Bringing IRR to investment returns is like killing a fly with a hammer. Many people do it, just see all the folks reporting their annual returns every January using IRR calculations. I humbly submit that it is not a productive exercise. Many would have 100-200 entries, with dividends, savings from employment, dozens of trades a year etc. Serious work with no real value, and with a hundred entries, almost certainly wrong too.

hboy43


----------



## Toronto.gal (Jan 8, 2010)

Four Pillars said:


> For example if I start with $100k, contribute $8k thru the year and end up with $112k. My "return" is ($112k-$100k-$8k)/$100k = 4%.


Not perfectly accurate is right due to the spread during the year, but I think more accurate than your calculation would be *3.703703704%.*  [$4K: $108K x 100].

I agree with Argo, just keep it simple KaeJS!


----------



## Four Pillars (Apr 5, 2009)

hboy43 said:


> If you invested the entire amount of 17750 on Jan 1 and had 18941 on Dec 31, that would be 6.7% (not 7.4% as someone above calculated).


Haha - oops. I was close.


----------



## Argonaut (Dec 7, 2010)

Annualized returns is a bit of an artificial number. What matters is the actual return on your investments. 

The easiest one I find to calculate is the TFSA, because I know exactly how much has been contributed and how much it sits at now. Contributing on January 1st "decreased" my returns percentage-wise, but I'm not too worried about that.


----------



## HaroldCrump (Jun 10, 2009)

Argonaut said:


> Annualized returns is a bit of an artificial number. What matters is the actual return on your investments.


Yes and no, I think both annualized return as well as gross return are meaningful in different contexts.

If you pull a KaeJS and make $20 in 5 mins. of trading, the annualized return % is astronimical.
But in reality, you barely made enough for a decent lunch money.

On the other hand, you can make $5K (for example) by investing $100K for several years, but the annualized return is below that of a bank GIC.


----------



## Four Pillars (Apr 5, 2009)

HaroldCrump said:


> If you pull a KaeJS and make $20 in 5 mins. of trading, the annualized return % is astronimical.
> But in reality, you barely made enough for a decent lunch money.


Where do you eat lunch? $20 buys me a mighty fine lunch.


----------



## Argonaut (Dec 7, 2010)

I agree, Harold.

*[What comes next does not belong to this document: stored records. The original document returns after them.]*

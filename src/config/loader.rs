// Copyright (c) 2025 Steve Wagner (ciroque@live.com)
// SPDX-License-Identifier: MIT

use crate::backends::BackendSelection;
use crate::config::consts::{
    DEFAULT_BACKEND, DEFAULT_EVENTS, DEFAULT_OUTPUT_DIR, DEFAULT_RESULTS_FILE, DEFAULT_SENTINEL,
};
use crate::errors::ConfigError;
use serde::Deserialize;
use std::fs;
use std::path::{Path, PathBuf};

/// Run configuration for one invocation of the scheduler.
///
/// Loaded from YAML, or from TOML when the file has a `.toml` extension.
/// Every field is optional.
///
/// # Fields
/// * `backend` - Backend selector string (`local`, `mix`, `proof`, `grid`, ...)
/// * `workers` - Worker count for the distributed and batch backends
/// * `output_dir` - Directory receiving output files, the stat file and the sentinel
/// * `results_file` - Common file for in-memory output slots
/// * `sentinel` - Name of the zero-byte run-completion file
/// * `max_events` - Optional cap on the events one event loop reads (per worker for distributed and batch runs)
/// * `events` - Size of the synthetic event stream the binary generates
///
/// # Example
/// ```yaml
/// backend: proof
/// workers: 4
/// output_dir: out/run-17
/// max_events: 5000
/// ```
#[derive(Debug, Clone, Deserialize, PartialEq)]
#[serde(default)]
pub struct RunConfig {
    pub backend: String,
    pub workers: usize,
    pub output_dir: PathBuf,
    pub results_file: String,
    pub sentinel: String,
    pub max_events: Option<u64>,
    pub events: usize,
}

impl Default for RunConfig {
    fn default() -> Self {
        Self {
            backend: DEFAULT_BACKEND.to_string(),
            workers: default_workers(),
            output_dir: PathBuf::from(DEFAULT_OUTPUT_DIR),
            results_file: DEFAULT_RESULTS_FILE.to_string(),
            sentinel: DEFAULT_SENTINEL.to_string(),
            max_events: None,
            events: DEFAULT_EVENTS,
        }
    }
}

impl RunConfig {
    /// Resolve the backend selector.
    pub fn selection(&self) -> Result<BackendSelection, ConfigError> {
        BackendSelection::parse(&self.backend)
            .map_err(|e| ConfigError::Invalid(e.to_string()))
    }
}

fn default_workers() -> usize {
    std::thread::available_parallelism()
        .map(|n| n.get())
        .unwrap_or(1)
}

/// Load a config from a YAML or TOML file.
pub fn load_config<P: AsRef<Path>>(path: P) -> Result<RunConfig, ConfigError> {
    let path = path.as_ref();
    let content = fs::read_to_string(path).map_err(|source| ConfigError::Io {
        path: path.to_path_buf(),
        source,
    })?;
    let is_toml = path
        .extension()
        .is_some_and(|ext| ext.eq_ignore_ascii_case("toml"));
    let cfg = if is_toml {
        toml::from_str(&content)?
    } else {
        serde_yaml::from_str(&content)?
    };
    Ok(cfg)
}

/// Load a config and check that it describes a runnable configuration:
/// the selector names a backend and there is at least one worker.
pub fn load_and_validate_config<P: AsRef<Path>>(path: P) -> Result<RunConfig, ConfigError> {
    let cfg = load_config(path)?;
    cfg.selection()?;
    if cfg.workers == 0 {
        return Err(ConfigError::Invalid(
            "workers must be at least 1".to_string(),
        ));
    }
    if cfg.sentinel.trim().is_empty() {
        return Err(ConfigError::Invalid("sentinel name is empty".to_string()));
    }
    Ok(cfg)
}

Which is why I think the benchmark is 7.2% annually for an investment/portfolio, or a double every ten years.


----------



## HaroldCrump (Jun 10, 2009)

Four Pillars said:


> Where do you eat lunch? $20 buys me a mighty fine lunch.


If you eat alone, then yes


----------



## HaroldCrump (Jun 10, 2009)

BTW, I also get 6.77% annualized returns as on 12/31/2012 for the same numbers and dates.
And as of today, I get 52.58%.


----------



## Ethan (Aug 8, 2010)

Annualized returns can be a bit of a misnomer over the short-term, but I think its relevant over longer time periods. Returns on pension funds and mutual funds are quoted on an annualized basis, not to mention dividend yield, bond yield, GIC's, commercial paper, money market instruments etc. are all quoted on an annualized basis. Using XIRR quickly calculates what can be a rather large calculation (if you have multiple deposits/withdrawals in a year) and takes into account the time value of your money.

Absolute returns are not as relevant over the long term because your returns are not readily comparable to either benchmark indices or the CPI.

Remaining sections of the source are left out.